Disco and Electronica
“Rapper’s Delight” - Sugar Hill Gang
fade in at 0:10 fade down for voice at 0:40
“Rapper’s Delight,” the first commercial rap recording, starts out with Latin percussion. The bass line is borrowed from “Good Times,” a disco hit by Chic. In the 1970s, Latin music, disco, and hip hop were all mixed together by DJs in dance clubs.
“The bottle” - Joe Bataan 1975
(first ‘A’ section; fade out at transition to bridge?)

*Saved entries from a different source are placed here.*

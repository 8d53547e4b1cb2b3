// Copyright (c) 2019 Georg Brandl.  Licensed under the Apache License,
// Version 2.0 <LICENSE-APACHE or http://www.apache.org/licenses/LICENSE-2.0>
// or the MIT license <LICENSE-MIT or http://opensource.org/licenses/MIT>, at
// your option. This file may not be copied, modified, or distributed except
// according to those terms.

//! Field-level access to single G-code command lines.
//!
//! A line such as `G1 X110 E45 F500.0` is split into ordered fields
//! (`G 1`, `X 110`, `E 45`, `F 500.0`) whose values can be rewritten and the
//! line rendered again. Two non-standard shapes are understood as well:
//!
//! * `M117 Some message` keeps the message as one field with an empty key.
//! * Klipper-style macros (`BED_MESH_PROFILE LOAD=name`) yield the macro
//!   name as a field without value, followed by `LOAD=` / `name` fields. The
//!   `=` stays in the key, marking the field as not being G-code.

use std::collections::BTreeMap;
use std::fmt::{self, Display, Formatter};

use itertools::Itertools;
use tracing::{info, warn};

use crate::error::{Error, Result};
use crate::num::{round_nearest, show_fewest};

/// Default number of decimal places for numeric field values.
pub const DEFAULT_PRECISION: u32 = 5;

#[derive(Clone, Debug, PartialEq, Eq)]
pub struct Field {
    pub key: String,
    pub value: Option<String>,
}

impl Field {
    pub fn new(key: impl Into<String>, value: Option<&str>) -> Self {
        Field { key: key.into(), value: value.map(String::from) }
    }
}

impl Display for Field {
    fn fmt(&self, f: &mut Formatter) -> fmt::Result {
        write!(f, "{}{}", self.key, self.value.as_deref().unwrap_or(""))
    }
}

/// A new value for a field.
#[derive(Clone, Debug, PartialEq)]
pub enum FieldValue {
    /// Rounded and formatted with trailing zeros removed.
    Number(f64),
    /// Used verbatim.
    Text(String),
}

impl From<f64> for FieldValue {
    fn from(n: f64) -> Self {
        FieldValue::Number(n)
    }
}

impl From<i64> for FieldValue {
    fn from(n: i64) -> Self {
        FieldValue::Text(n.to_string())
    }
}

impl From<&str> for FieldValue {
    fn from(s: &str) -> Self {
        FieldValue::Text(s.into())
    }
}

impl FieldValue {
    fn format(&self, precision: u32) -> String {
        match self {
            FieldValue::Number(n) => show_fewest(round_nearest(*n, precision)),
            FieldValue::Text(s) => s.clone(),
        }
    }
}

#[derive(Clone, Debug, PartialEq, Eq)]
pub struct Command {
    fields: Vec<Field>,
}

/// Cut off a `;` comment, or the whole line if it starts with `/` (block
/// delete, which also covers non-standard `//` comments).
fn strip_comment(line: &str) -> &str {
    if line.trim_start().starts_with('/') {
        return "";
    }
    match line.find(';') {
        Some(i) => &line[..i],
        None => line,
    }
}

fn has_digit(token: &str) -> bool {
    token.chars().any(|c| c.is_ascii_digit())
}

impl Command {
    /// Split a line into fields. Returns `Ok(None)` for blank and comment
    /// lines.
    pub fn parse(line: &str) -> Result<Option<Command>> {
        let code = strip_comment(line).trim();
        if code.is_empty() {
            return Ok(None);
        }
        let tokens = code.split_whitespace().collect_vec();
        let mut fields = Vec::with_capacity(tokens.len());
        let mut is_macro = false;
        for (i, &token) in tokens.iter().enumerate() {
            if is_macro {
                match token.find('=') {
                    Some(eq) if eq > 0 => fields.push(Field::new(&token[..=eq], Some(&token[eq + 1..]))),
                    _ => return Err(Error::MalformedArgument { token: token.into(), cmd: code.into() }),
                }
                continue;
            }
            let split = match token.char_indices().nth(1).map(|(idx, _)| idx) {
                // a lone letter, such as X in `G28 X`
                None => {
                    fields.push(Field::new(token, None));
                    continue;
                }
                Some(split) => split,
            };
            if !has_digit(token) {
                if i != 0 {
                    return Err(Error::MisplacedMacro { token: token.into(), cmd: code.into() });
                }
                info!("allowing literal {:?} (assuming it is a Klipper-style macro)", token);
                fields.push(Field::new(token, None));
                is_macro = true;
                continue;
            }
            let (key, value) = token.split_at(split);
            if i == 0 && token.eq_ignore_ascii_case("M117") {
                fields.push(Field::new(key, Some(value)));
                let message = tokens[1..].iter().join(" ");
                if !message.is_empty() {
                    fields.push(Field::new("", Some(message.as_str())));
                }
                break;
            }
            if value.parse::<f64>().is_err() {
                warn!("{:?} is not a number in {:?}", value, code);
            }
            fields.push(Field::new(key, Some(value)));
        }
        Ok(Some(Command { fields }))
    }

    pub fn fields(&self) -> &[Field] {
        &self.fields
    }

    /// Whether the line is a Klipper-style macro rather than G-code.
    pub fn is_macro(&self) -> bool {
        self.fields.first().map_or(false, |f| f.value.is_none() && f.key.len() > 1)
    }

    /// The command verb, such as `G1`, or the macro name.
    pub fn function(&self) -> String {
        self.fields.first().map(Field::to_string).unwrap_or_default()
    }

    /// The value of the first field with this key.
    pub fn get(&self, key: &str) -> Option<&str> {
        self.fields.iter().find(|f| f.key == key).and_then(|f| f.value.as_deref())
    }

    /// All fields by key, plus the verb under `"function"`.
    pub fn to_map(&self) -> BTreeMap<String, Option<String>> {
        let mut map = BTreeMap::new();
        map.insert("function".to_string(), Some(self.function()));
        for field in &self.fields {
            map.entry(field.key.clone()).or_insert_with(|| field.value.clone());
        }
        map
    }

    /// Rewrite the value of the first field with this key.
    ///
    /// Returns `Ok(false)` if there is no such field. A field that exists
    /// without a value is an error, since there is nothing to replace.
    pub fn set(&mut self, key: &str, value: impl Into<FieldValue>, precision: u32) -> Result<bool> {
        let cmd = self.to_string();
        let field = match self.fields.iter_mut().find(|f| f.key == key) {
            Some(field) => field,
            None => return Ok(false),
        };
        if field.value.is_none() {
            return Err(Error::FieldWithoutValue { key: key.into(), cmd });
        }
        field.value = Some(value.into().format(precision));
        Ok(true)
    }
}

impl Display for Command {
    fn fmt(&self, f: &mut Formatter) -> fmt::Result {
        write!(f, "{}", self.fields.iter().join(" "))
    }
}

/// Change the value after `key` in a G-code line.
///
/// The line comes back unchanged (comment and all) when it has no such
/// field; otherwise it is rendered from its fields, without comment.
pub fn changed_cmd(line: &str, key: &str, value: impl Into<FieldValue>, precision: u32) -> Result<String> {
    let mut cmd = match Command::parse(line)? {
        Some(cmd) => cmd,
        None => return Ok(line.into()),
    };
    if cmd.set(key, value, precision)? {
        Ok(cmd.to_string())
    } else {
        Ok(line.into())
    }
}

#[cfg(test)]
mod tests {
    use super::*;

    #[test]
    fn test_strip_comment() {
        assert_eq!(strip_comment("G1 X1 ; move"), "G1 X1 ");
        assert_eq!(strip_comment("  /G1 X1"), "");
        assert_eq!(strip_comment("// note"), "");
    }

    #[test]
    fn test_lone_letter() {
        let cmd = Command::parse("G28 X Y").unwrap().unwrap();
        assert_eq!(cmd.fields()[1], Field::new("X", None));
        assert_eq!(cmd.to_string(), "G28 X Y");
        assert!(matches!(Command::parse("G28 X").unwrap().unwrap().set("X", 1.0, 5),
                         Err(Error::FieldWithoutValue { .. })));
    }

    #[test]
    fn test_map() {
        let cmd = Command::parse("G1 X110 E45").unwrap().unwrap();
        let map = cmd.to_map();
        assert_eq!(map["function"].as_deref(), Some("G1"));
        assert_eq!(map["X"].as_deref(), Some("110"));
        assert!(!cmd.is_macro());
    }
}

Before disco became the name for a kind of music, it was just a place to dance. Discotheque DJs favored songs with similar tempos, and layers of grooving rhythms. Latin music kept the dancers moving. This 1975 club hit by Joe Bataan, for example, rocked the house with conga drums and a salsa-style bass line.
“Rapo Clapo” - Joe Bataan
bring up ca.1:00 mentions PR
Bataan’s 1979 song, “Rapo Clapo” was a smash hit in European dance clubs. His lyrics invite dancers of all nations to get down. Many Europeans first heard rapthis way--over conga drums and a classic disco beat. Speak “bu tsi pa tsi”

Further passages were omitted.